Retail Is Rebounding. But The Way Retailers Advertise Is Changing.


Retail, one of radio’s biggest ad categories, has begun to slowly rebound from the pandemic with July sales up 1.2% over June and up 2.7% over July 2019. While the $24 billion that retailers are expected to spend on local advertising this year is 13.2% less than last year, BIA Advisory Services forecasts the umbrella category will increase ad spending on both traditional and digital media in 2021, including over-the-air and digital radio.

Traditional media will get two of every three ad dollars spent by retailers this year. And the category as a whole will allocate $1.12 billion more to advertising in 2021, compared to  2020, for a 6.8% increase, making up more than half of the COVID-caused 2020 decline.  Over the air radio will see a 4.3% increase or $84.2 million more than in 2020. Among traditional channels, only out of home (+26.7%) and over the air TV (+8.8%) will enjoy larger percentage increases, while spending on directories and print magazines will sink lower next year than during COVID-battered 2020. 

Online radio will reap a significantly larger increase of 20.9% in 2021, compared to 2020, for a gain of $46.5 billion. Among digital channels, only red-hot over-the-top video streaming (+25.2%) and email (+24.1%) will enjoy larger percentage gains.


All told, digital, which booked one-third of retail ad dollars this year, will pocket $995 million more from retail advertisers in 2021, compared to 2020, for a 12.8% gain.  

With more than $2 billion in additional retail ad spend up for grabs next year (almost evenly split between traditional and digital channels), Tom Buono, CEO & founder of BIA Advisory Services, says ad sellers should home in on the retail subcategories most primed for growth in their specific markets.  “Develop your sales campaign based on those categories where the opportunity is,” he told webinar attendees this week.

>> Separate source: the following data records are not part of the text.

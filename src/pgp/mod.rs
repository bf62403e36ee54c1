//! OpenPGP file decryption
//!
//! A directory-backed keyring plus a single-file decrypt operation. The
//! underlying OpenPGP implementation is the `pgp` crate and is reachable
//! only through [`Keyring`], so it stays swappable.

pub mod decrypt;
pub mod keyring;

pub use decrypt::decrypt_file;
pub use keyring::Keyring;
//! Scan command implementation

use crate::cli::{OutputFormat, ScanArgs};
use crate::config::Settings;
use crate::models::ScanOutcome;
use crate::output;
use crate::scanner::{find_certificates, EndDateSource, NativeEndDate, OpensslEndDate};

/// Run the scan command.
///
/// Per-file failures are reported and never abort the scan; the command
/// only fails for fatal problems such as a missing root directory.
pub fn run_scan(args: &ScanArgs, settings: &Settings, quiet: bool) -> anyhow::Result<()> {
    let suffix = args
        .suffix
        .clone()
        .unwrap_or_else(|| settings.scanner.suffix.clone());

    let source: Box<dyn EndDateSource> = if args.use_tool || args.tool.is_some() {
        let program = args
            .tool
            .clone()
            .unwrap_or_else(|| settings.scanner.tool.clone());
        Box::new(OpensslEndDate::new(program))
    } else {
        Box::new(NativeEndDate)
    };

    let files = find_certificates(&args.directory, &suffix)?;

    let show_progress = !quiet && args.format == OutputFormat::Plain && files.len() > 1;
    let pb = show_progress.then(|| output::create_progress_bar(files.len() as u64, "Checking"));

    let outcomes: Vec<ScanOutcome> = files
        .into_iter()
        .map(|path| {
            let result = source.end_date(&path);
            if let Some(pb) = &pb {
                pb.inc(1);
            }
            ScanOutcome { path, result }
        })
        .collect();

    if let Some(pb) = pb {
        pb.finish_and_clear();
    }

    match args.format {
        OutputFormat::Json => output::print_json(&outcomes)?,
        OutputFormat::Plain => {
            for outcome in &outcomes {
                output::print_scan_outcome(outcome, settings.output.expiry_warning_days);
            }
            if !quiet {
                let failed = outcomes.iter().filter(|o| o.result.is_err()).count();
                output::print_scan_summary(outcomes.len(), failed);
            }
        }
    }

    Ok(())
}
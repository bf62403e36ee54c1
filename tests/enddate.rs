//! Tests for the end-date sources

use crypto_toolkit::scanner::{EndDateSource, NativeEndDate, OpensslEndDate};
use crypto_toolkit::utils::CertificateError;
use std::path::{Path, PathBuf};

fn certs_dir() -> PathBuf {
    Path::new(env!("CARGO_MANIFEST_DIR"))
        .join("tests")
        .join("fixtures")
        .join("certs")
}

#[test]
fn test_native_source_returns_iso_date() {
    let date = NativeEndDate.end_date(&certs_dir().join("valid.pem")).unwrap();
    assert_eq!(date, "2030-01-01");
}

#[test]
fn test_native_source_nested_fixtures() {
    let inner = NativeEndDate
        .end_date(&certs_dir().join("nested/inner.pem"))
        .unwrap();
    assert_eq!(inner, "2035-06-15");

    let deep = NativeEndDate
        .end_date(&certs_dir().join("nested/deeper/deep.pem"))
        .unwrap();
    assert_eq!(deep, "2040-12-31");
}

#[test]
fn test_native_source_rejects_non_certificate() {
    let err = NativeEndDate
        .end_date(&certs_dir().join("malformed.pem"))
        .unwrap_err();
    assert!(matches!(
        err,
        CertificateError::NoCertificateBlocks { .. } | CertificateError::FileReadError { .. }
    ));
}

#[test]
fn test_native_source_missing_file() {
    let err = NativeEndDate
        .end_date(&certs_dir().join("does-not-exist.pem"))
        .unwrap_err();
    assert!(matches!(err, CertificateError::FileReadError { .. }));
}

#[cfg(unix)]
#[test]
fn test_tool_source_nonzero_exit_is_a_per_file_failure() {
    // `false` ignores its arguments and exits 1, standing in for a tool
    // that rejects the certificate.
    let source = OpensslEndDate::new("false");
    let err = source.end_date(&certs_dir().join("valid.pem")).unwrap_err();
    assert!(matches!(err, CertificateError::ToolFailed { .. }));
}

#[test]
fn test_tool_source_missing_program() {
    let source = OpensslEndDate::new("definitely-not-installed-x509-tool");
    let err = source.end_date(&certs_dir().join("valid.pem")).unwrap_err();
    assert!(matches!(err, CertificateError::ToolInvocation { .. }));
}

#[cfg(unix)]
#[test]
fn test_tool_source_truncates_to_first_token() {
    use std::os::unix::fs::PermissionsExt;

    // Stub tool printing the exact line openssl would; the extracted
    // "date" is just the first whitespace token after `=`.
    let tmp = tempfile::tempdir().unwrap();
    let stub = tmp.path().join("stub-x509");
    std::fs::write(&stub, "#!/bin/sh\necho 'notAfter=Jan  1 00:00:00 2030 GMT'\n").unwrap();
    std::fs::set_permissions(&stub, std::fs::Permissions::from_mode(0o755)).unwrap();

    let source = OpensslEndDate::new(stub.to_string_lossy());
    let date = source.end_date(&certs_dir().join("valid.pem")).unwrap();
    assert_eq!(date, "Jan");
}
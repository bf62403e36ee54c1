//! Application settings configuration
//!
//! Defines scanner and output defaults, overridable from a TOML file.

use crate::utils::ConfigError;
use serde::Deserialize;
use std::path::Path;

/// Certificate scanner settings
#[derive(Debug, Clone, Deserialize)]
pub struct ScannerSettings {
    /// Filename suffix identifying certificate files
    #[serde(default = "default_suffix")]
    pub suffix: String,
    /// External X.509 tool used when native parsing is disabled
    #[serde(default = "default_tool")]
    pub tool: String,
}

fn default_suffix() -> String {
    ".pem".to_string()
}

fn default_tool() -> String {
    "openssl".to_string()
}

impl Default for ScannerSettings {
    fn default() -> Self {
        Self {
            suffix: default_suffix(),
            tool: default_tool(),
        }
    }
}

/// Output settings
#[derive(Debug, Clone, Deserialize)]
pub struct OutputSettings {
    /// Dates within this many days are highlighted as expiring
    #[serde(default = "default_warning_days")]
    pub expiry_warning_days: i64,
}

fn default_warning_days() -> i64 {
    30
}

impl Default for OutputSettings {
    fn default() -> Self {
        Self {
            expiry_warning_days: default_warning_days(),
        }
    }
}

/// Application settings
#[derive(Debug, Clone, Default, Deserialize)]
pub struct Settings {
    #[serde(default)]
    pub scanner: ScannerSettings,
    #[serde(default)]
    pub output: OutputSettings,
}

impl Settings {
    /// Load settings from the default config file
    pub fn load_default() -> Result<Self, ConfigError> {
        let config_path = Path::new("config/default.toml");
        if config_path.exists() {
            Self::load_from_file(config_path)
        } else {
            Ok(Self::default())
        }
    }

    /// Load settings from a specific file
    pub fn load_from_file<P: AsRef<Path>>(path: P) -> Result<Self, ConfigError> {
        let path = path.as_ref();
        let content = std::fs::read_to_string(path).map_err(|_| ConfigError::FileNotFound {
            path: path.display().to_string(),
        })?;

        toml::from_str(&content).map_err(|e| ConfigError::ParseError {
            message: e.to_string(),
        })
    }
}

#[cfg(test)]
mod tests {
    use super::*;

    #[test]
    fn test_defaults() {
        let settings = Settings::default();
        assert_eq!(settings.scanner.suffix, ".pem");
        assert_eq!(settings.scanner.tool, "openssl");
        assert_eq!(settings.output.expiry_warning_days, 30);
    }

    #[test]
    fn test_partial_toml_fills_defaults() {
        let settings: Settings = toml::from_str("[scanner]\nsuffix = \".crt\"\n").unwrap();
        assert_eq!(settings.scanner.suffix, ".crt");
        assert_eq!(settings.scanner.tool, "openssl");
    }
}
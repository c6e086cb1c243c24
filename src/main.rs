//! # ResinBot
//!
//! Chat bot that tracks a per-user resin count and sends a reminder once the
//! count is predicted to reach the configured threshold.
//!
//! Usage:
//!   resinbot                      # run with ~/.resinbot/config.toml
//!   resinbot --config bot.toml    # run with a specific config
//!   resinbot --init-config        # write a default config and exit
//!
//! In chat: `resin 10` records your current count and schedules the
//! reminder; a bare `resin` reports the regenerated count so far.

mod commands;
mod handler;
mod notify;
mod replies;

use std::path::{Path, PathBuf};
use std::sync::Arc;

use anyhow::{Context, Result};
use clap::Parser;
use futures::StreamExt;
use tracing_subscriber::EnvFilter;

use resinbot_channels::TelegramChannel;
use resinbot_core::ResinBotConfig;
use resinbot_core::traits::Channel;
use resinbot_core::types::OutgoingMessage;
use resinbot_scheduler::ReminderScheduler;
use resinbot_store::RecordStore;

use crate::handler::ResinHandler;
use crate::notify::ChannelNotifier;

#[derive(Parser)]
#[command(
    name = "resinbot",
    version,
    about = "Resin tracker with threshold and overflow reminders"
)]
struct Cli {
    /// Path to the config file (default: ~/.resinbot/config.toml)
    #[arg(short, long)]
    config: Option<String>,

    /// Write a default config file to the default path and exit
    #[arg(long)]
    init_config: bool,

    /// Verbose logging
    #[arg(short, long)]
    verbose: bool,
}

#[tokio::main]
async fn main() -> Result<()> {
    let cli = Cli::parse();

    let filter = if cli.verbose {
        "resinbot=debug"
    } else {
        "resinbot=info"
    };
    tracing_subscriber::fmt()
        .with_env_filter(
            EnvFilter::try_from_default_env().unwrap_or_else(|_| EnvFilter::new(filter)),
        )
        .with_target(false)
        .init();

    if cli.init_config {
        ResinBotConfig::default().save()?;
        println!("wrote {}", ResinBotConfig::default_path().display());
        return Ok(());
    }

    let config = match &cli.config {
        Some(path) => {
            let path = shellexpand::tilde(path).to_string();
            ResinBotConfig::load_from(Path::new(&path))?
        }
        None => ResinBotConfig::load()?,
    };
    config.validate()?;

    let telegram = config
        .channel
        .telegram
        .clone()
        .filter(|tg| tg.enabled && !tg.bot_token.is_empty())
        .context("no enabled telegram channel configured; set channel.telegram.bot_token")?;

    let db_path = PathBuf::from(shellexpand::tilde(&config.store.db_path).to_string());
    let store = Arc::new(RecordStore::open(&db_path)?);
    store.purge_expired()?;

    // One connected instance for outbound sends, one consumed by polling.
    let mut sender = TelegramChannel::new(telegram.clone());
    sender.connect().await?;
    let channel: Arc<dyn Channel> = Arc::new(sender);

    let notifier = Arc::new(ChannelNotifier::new(Arc::clone(&channel)));
    let scheduler = Arc::new(ReminderScheduler::new(notifier));

    // Best-effort recovery: re-arm reminders for records that survived a
    // restart and have not reached the threshold yet.
    let records = store.active_records()?;
    scheduler.rearm_from_records(&records, &config);

    let handler = ResinHandler::new(config, store, scheduler);

    let mut updates = TelegramChannel::new(telegram).start_polling();
    tracing::info!("🤖 resinbot is listening");
    while let Some(msg) = updates.next().await {
        let Some(reply) = handler.handle(&msg) else {
            continue;
        };
        if let Err(e) = channel
            .send(OutgoingMessage::text(&msg.channel, &msg.thread_id, reply))
            .await
        {
            tracing::warn!("⚠️ failed to reply in {}: {e}", msg.thread_id);
        }
    }

    Ok(())
}
//! # ResinBot Scheduler
//!
//! One-shot, cancellable reminder tasks on tokio timers. No cron
//! expressions, no tick loop: every reminder has an exact fire time computed
//! from the regeneration rate, so each one is a single `sleep` that can be
//! aborted when a newer record supersedes it.
//!
//! ## Architecture
//! ```text
//! update command
//!   └── arm(Reminder { user, chat, kind, fire_at })
//!         ├── abort pending task for (user, kind)   [cancel-before-arm]
//!         └── spawn: sleep until fire_at → Notifier::notify(reminder)
//!
//! startup
//!   └── rearm_from_records(store rows) — best-effort recovery
//! ```

pub mod engine;
pub mod reminder;

pub use engine::ReminderScheduler;
pub use reminder::{Notifier, Reminder, ReminderKind};
//! Message types exchanged with chat channels.

use chrono::{DateTime, Utc};
use serde::{Deserialize, Serialize};

/// Where a message came from within a channel.
#[derive(Debug, Clone, Copy, PartialEq, Eq, Serialize, Deserialize)]
pub enum ThreadType {
    /// One-on-one conversation with the bot.
    Direct,
    /// Group chat — replies and reminders should address the sender by name.
    Group,
}

/// A message received from a chat channel.
#[derive(Debug, Clone, Serialize, Deserialize)]
pub struct IncomingMessage {
    pub channel: String,
    /// Chat/conversation the message arrived in.
    pub thread_id: String,
    /// Stable identity of the sender — used as the record store key.
    pub sender_id: String,
    pub sender_name: Option<String>,
    pub content: String,
    pub thread_type: ThreadType,
    pub timestamp: DateTime<Utc>,
}

/// A message to deliver through a channel.
#[derive(Debug, Clone, Serialize, Deserialize)]
pub struct OutgoingMessage {
    pub channel: String,
    pub thread_id: String,
    pub content: String,
}

impl OutgoingMessage {
    pub fn text(channel: &str, thread_id: &str, content: impl Into<String>) -> Self {
        Self {
            channel: channel.to_string(),
            thread_id: thread_id.to_string(),
            content: content.into(),
        }
    }
}
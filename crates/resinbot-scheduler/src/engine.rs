//! Reminder engine — one cancellable tokio timer per (user, kind).

use std::collections::HashMap;
use std::sync::{Arc, Mutex, PoisonError};

use chrono::Utc;
use tokio::task::JoinHandle;

use resinbot_core::config::ResinBotConfig;
use resinbot_core::regen;
use resinbot_store::StoredRecord;

use crate::reminder::{Notifier, Reminder, ReminderKind};

type TaskKey = (String, ReminderKind);

/// Arms, replaces, and cancels one-shot reminder tasks.
///
/// At most one task is outstanding per (user, kind). Arming again for the
/// same key aborts the pending task under the map lock before the
/// replacement is spawned, so a superseded reminder can never fire.
pub struct ReminderScheduler {
    notifier: Arc<dyn Notifier>,
    tasks: Mutex<HashMap<TaskKey, JoinHandle<()>>>,
}

impl ReminderScheduler {
    pub fn new(notifier: Arc<dyn Notifier>) -> Self {
        Self {
            notifier,
            tasks: Mutex::new(HashMap::new()),
        }
    }

    /// Arm (or re-arm) a reminder. A fire time at or before now fires
    /// immediately. Delivery failures are logged and dropped — the next
    /// query recomputes truth from the store regardless.
    pub fn arm(&self, reminder: Reminder) {
        let key = (reminder.user_key.clone(), reminder.kind);
        // Negative delays collapse to zero: already past the target.
        let delay = (reminder.fire_at - Utc::now()).to_std().unwrap_or_default();

        let mut tasks = self.lock();
        if let Some(previous) = tasks.remove(&key) {
            previous.abort();
            tracing::debug!(
                "superseded pending {:?} reminder for {}",
                reminder.kind,
                reminder.user_key
            );
        }

        tracing::info!(
            "📅 armed {:?} reminder for {} in {}s",
            reminder.kind,
            reminder.user_key,
            delay.as_secs()
        );
        let notifier = Arc::clone(&self.notifier);
        let handle = tokio::spawn(async move {
            if !delay.is_zero() {
                tokio::time::sleep(delay).await;
            }
            tracing::info!(
                "🔔 {:?} reminder fired for {}",
                reminder.kind,
                reminder.user_key
            );
            if let Err(e) = notifier.notify(&reminder).await {
                tracing::warn!(
                    "⚠️ reminder delivery failed for {}: {e}",
                    reminder.user_key
                );
            }
        });
        tasks.retain(|_, handle| !handle.is_finished());
        tasks.insert(key, handle);
    }

    /// Cancel the pending reminder for (user, kind). True if one was pending.
    pub fn cancel(&self, user_key: &str, kind: ReminderKind) -> bool {
        match self.lock().remove(&(user_key.to_string(), kind)) {
            Some(handle) => {
                handle.abort();
                true
            }
            None => false,
        }
    }

    /// Cancel everything pending for a user.
    pub fn cancel_user(&self, user_key: &str) {
        for kind in [ReminderKind::ThresholdReached, ReminderKind::CapOverflow] {
            self.cancel(user_key, kind);
        }
    }

    /// Number of not-yet-fired tasks.
    pub fn pending_count(&self) -> usize {
        let mut tasks = self.lock();
        tasks.retain(|_, handle| !handle.is_finished());
        tasks.len()
    }

    /// Best-effort startup recovery: re-arm reminders for stored records
    /// whose projected count has not yet reached the threshold. Records
    /// already at or past it are skipped — a stale reminder for an old
    /// record is worse than none.
    pub fn rearm_from_records(&self, records: &[StoredRecord], config: &ResinBotConfig) -> usize {
        let now = Utc::now();
        let mut recovered = 0;
        for stored in records {
            if regen::project(&stored.record, now) >= config.threshold {
                continue;
            }
            self.arm(Reminder::threshold(
                &stored.user_key,
                &stored.thread_id,
                None,
                &stored.record,
                config.threshold,
            ));
            if config.notify_overflow {
                self.arm(Reminder::overflow(
                    &stored.user_key,
                    &stored.thread_id,
                    None,
                    &stored.record,
                ));
            }
            recovered += 1;
        }
        if recovered > 0 {
            tracing::info!("recovered {recovered} pending reminder task(s) from the record store");
        } else {
            tracing::info!("no pending reminder tasks found in the record store");
        }
        recovered
    }

    fn lock(&self) -> std::sync::MutexGuard<'_, HashMap<TaskKey, JoinHandle<()>>> {
        self.tasks.lock().unwrap_or_else(PoisonError::into_inner)
    }
}

#[cfg(test)]
mod tests {
    use super::*;
    use async_trait::async_trait;
    use chrono::Duration as ChronoDuration;
    use resinbot_core::ResinRecord;
    use resinbot_core::error::Result;
    use std::time::Duration;

    /// Captures delivered reminders instead of sending them anywhere.
    struct CaptureNotifier {
        delivered: Mutex<Vec<Reminder>>,
    }

    impl CaptureNotifier {
        fn new() -> Arc<Self> {
            Arc::new(Self {
                delivered: Mutex::new(Vec::new()),
            })
        }

        fn delivered(&self) -> Vec<Reminder> {
            self.delivered.lock().unwrap().clone()
        }
    }

    #[async_trait]
    impl Notifier for CaptureNotifier {
        async fn notify(&self, reminder: &Reminder) -> Result<()> {
            self.delivered.lock().unwrap().push(reminder.clone());
            Ok(())
        }
    }

    fn reminder_in(ms: i64, target: u32) -> Reminder {
        Reminder {
            user_key: "user-1".into(),
            thread_id: "chat-1".into(),
            mention: None,
            kind: ReminderKind::ThresholdReached,
            target,
            fire_at: Utc::now() + ChronoDuration::milliseconds(ms),
        }
    }

    #[tokio::test]
    async fn past_fire_time_fires_immediately() {
        let notifier = CaptureNotifier::new();
        let scheduler = ReminderScheduler::new(notifier.clone());
        scheduler.arm(reminder_in(-60_000, 150));
        tokio::time::sleep(Duration::from_millis(100)).await;
        assert_eq!(notifier.delivered().len(), 1);
    }

    #[tokio::test]
    async fn rearming_supersedes_the_pending_task() {
        let notifier = CaptureNotifier::new();
        let scheduler = ReminderScheduler::new(notifier.clone());
        scheduler.arm(reminder_in(80, 150));
        scheduler.arm(reminder_in(160, 140));
        tokio::time::sleep(Duration::from_millis(400)).await;

        // Only the second reminder may ever fire.
        let delivered = notifier.delivered();
        assert_eq!(delivered.len(), 1);
        assert_eq!(delivered[0].target, 140);
    }

    #[tokio::test]
    async fn cancel_prevents_delivery() {
        let notifier = CaptureNotifier::new();
        let scheduler = ReminderScheduler::new(notifier.clone());
        scheduler.arm(reminder_in(80, 150));
        assert!(scheduler.cancel("user-1", ReminderKind::ThresholdReached));
        tokio::time::sleep(Duration::from_millis(200)).await;
        assert!(notifier.delivered().is_empty());
        assert_eq!(scheduler.pending_count(), 0);
    }

    #[tokio::test]
    async fn kinds_are_tracked_independently() {
        let notifier = CaptureNotifier::new();
        let scheduler = ReminderScheduler::new(notifier.clone());
        let record = ResinRecord::new(10, Utc::now());
        scheduler.arm(Reminder::threshold("user-1", "chat-1", None, &record, 150));
        scheduler.arm(Reminder::overflow("user-1", "chat-1", None, &record));
        assert_eq!(scheduler.pending_count(), 2);
        scheduler.cancel_user("user-1");
        assert_eq!(scheduler.pending_count(), 0);
    }

    #[tokio::test]
    async fn recovery_skips_records_past_threshold() {
        let notifier = CaptureNotifier::new();
        let scheduler = ReminderScheduler::new(notifier.clone());
        let config = ResinBotConfig::default();
        let far_future = Utc::now() + ChronoDuration::hours(24);

        let records = vec![
            StoredRecord {
                user_key: "fresh".into(),
                thread_id: "chat-1".into(),
                record: ResinRecord::new(10, Utc::now()),
                expires_at: far_future,
            },
            StoredRecord {
                user_key: "stale".into(),
                thread_id: "chat-2".into(),
                // 800 minutes ago: projects to 200, past any threshold.
                record: ResinRecord::new(100, Utc::now() - ChronoDuration::minutes(800)),
                expires_at: far_future,
            },
        ];

        assert_eq!(scheduler.rearm_from_records(&records, &config), 1);
        assert_eq!(scheduler.pending_count(), 1);
    }
}
//! Advisory cooldown guard.
//!
//! Suppresses a second update from the same user inside a fixed window,
//! mirroring the scheduler's supersede contract and keeping reminder churn
//! down. Soft lock only: in-memory, entries expire on their own, nothing is
//! persisted.

use std::collections::HashMap;
use std::sync::{Mutex, PoisonError};
use std::time::{Duration, Instant};

use resinbot_core::regen::COOLDOWN_SECS;

pub struct CooldownGuard {
    window: Duration,
    entries: Mutex<HashMap<String, Instant>>,
}

impl CooldownGuard {
    pub fn new() -> Self {
        Self::with_window(Duration::from_secs(COOLDOWN_SECS))
    }

    pub fn with_window(window: Duration) -> Self {
        Self {
            window,
            entries: Mutex::new(HashMap::new()),
        }
    }

    /// Start a cooldown for `key`. Returns false while a previous
    /// acquisition is still inside the window.
    pub fn try_acquire(&self, key: &str) -> bool {
        let mut entries = self
            .entries
            .lock()
            .unwrap_or_else(PoisonError::into_inner);
        let now = Instant::now();
        entries.retain(|_, armed| now.duration_since(*armed) < self.window);
        if entries.contains_key(key) {
            return false;
        }
        entries.insert(key.to_string(), now);
        true
    }
}

impl Default for CooldownGuard {
    fn default() -> Self {
        Self::new()
    }
}
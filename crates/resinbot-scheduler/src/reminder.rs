//! Reminder payloads.
//!
//! Everything a fired callback needs travels in the payload — nothing is
//! captured from session state, so a reminder can be rebuilt from a stored
//! record after a restart.

use async_trait::async_trait;
use chrono::{DateTime, Utc};

use resinbot_core::error::Result;
use resinbot_core::regen::{self, RESIN_CAP, ResinRecord};

/// Which event a reminder announces.
#[derive(Debug, Clone, Copy, PartialEq, Eq, Hash)]
pub enum ReminderKind {
    /// The projected count reached the configured threshold.
    ThresholdReached,
    /// The count has been sitting past the cap for the grace period.
    CapOverflow,
}

/// A scheduled notification for one user.
#[derive(Debug, Clone)]
pub struct Reminder {
    /// Record store key of the user being reminded.
    pub user_key: String,
    /// Chat to deliver into.
    pub thread_id: String,
    /// Name to address in group chats.
    pub mention: Option<String>,
    pub kind: ReminderKind,
    /// The count the reminder announces (the threshold or the cap).
    pub target: u32,
    pub fire_at: DateTime<Utc>,
}

impl Reminder {
    /// Threshold reminder for a freshly accepted record.
    pub fn threshold(
        user_key: &str,
        thread_id: &str,
        mention: Option<String>,
        record: &ResinRecord,
        threshold: u32,
    ) -> Self {
        Self {
            user_key: user_key.to_string(),
            thread_id: thread_id.to_string(),
            mention,
            kind: ReminderKind::ThresholdReached,
            target: threshold,
            fire_at: record.recorded_at + regen::time_to_reach(record.value, threshold),
        }
    }

    /// Overflow reminder: one grace hour after the record reaches the cap.
    pub fn overflow(
        user_key: &str,
        thread_id: &str,
        mention: Option<String>,
        record: &ResinRecord,
    ) -> Self {
        Self {
            user_key: user_key.to_string(),
            thread_id: thread_id.to_string(),
            mention,
            kind: ReminderKind::CapOverflow,
            target: RESIN_CAP,
            fire_at: record.recorded_at
                + regen::time_to_reach(record.value, RESIN_CAP)
                + regen::overflow_grace(),
        }
    }
}

/// Delivery seam. The binary wires this to a chat channel; tests capture.
#[async_trait]
pub trait Notifier: Send + Sync {
    async fn notify(&self, reminder: &Reminder) -> Result<()>;
}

Indeed the massive retail category encompasses 28 different sub-categories, such as home centers, clothing stores, electronics stores, and warehouse clubs. “There are great variances for each one of these in terms of how they weathered the storm and how they’re performing today,” Buono said during the webinar, which focused on fourth-quarter advertising trends. “We are seeing gains in clothing, electronics, furniture, sporting goods – they all seem to be bouncing back.”

And while traditional media like the circular in the Sunday newspaper or broadcast radio ads may seem old school to some, such tactics continue to drive traffic and consumer interest, C. Lee Smith, President and CEO of SalesFuel, a media sales consultancy, said. “We have to focus not just on the shiny new toy but traditional media in all its forms when it comes to retail. A lot of it still works and works very well,” Smith said during the webinar “Accelerating 4th Quarter Revenue: Planning For 2021,” presented by BIA Advisory Services and SalesFuel.

To grow dollars, Buono suggested sales teams offer cross-platform campaigns using “a combination of traditional media to create awareness and digital or mobile to help drive things home.”

As BIA does the math for this massive vertical, Buono says it takes into account store closings. After 9,800 stores shut their doors in 2019, another 20,000 could follow suit this year. There were also bankruptcies in the retail sector in 2020, such as Nieman Marcus, JC Penney, Brooks Brothers and The Men’s Store. On the other hand, major retail chains like Target, Costco and Walmart are performing better and “are better positioned to weather the storm,” Buono said. And online retailers like Amazon and Wayfair have diversified by opening some brick and mortar stores as “omnichannel” shopping becomes the retail mantra.

While the third quarter is shaping up as a recovery period, don’t expect things to go back to the way they were before the pandemic. Brands and advertisers “have changed the way they operate,” Buono said. What used to be a 5-6 month media planning cycle has shrunk to 2-3 months. “They have had to reduce their window for planning purposes because of the uncertainty in the marketplace,” he explained. Advertisers are doubling down on data and insights to monitor fast-evolving consumer behavior and attitudes and increasingly require flexibility from their media partners because of the uncertainty. “Things are changing on the advertising side and they’re becoming much more innovative in how they get their message out to their target audience,” Buono noted. “A lot’s changing with the way advertisers are looking at the marketplace.”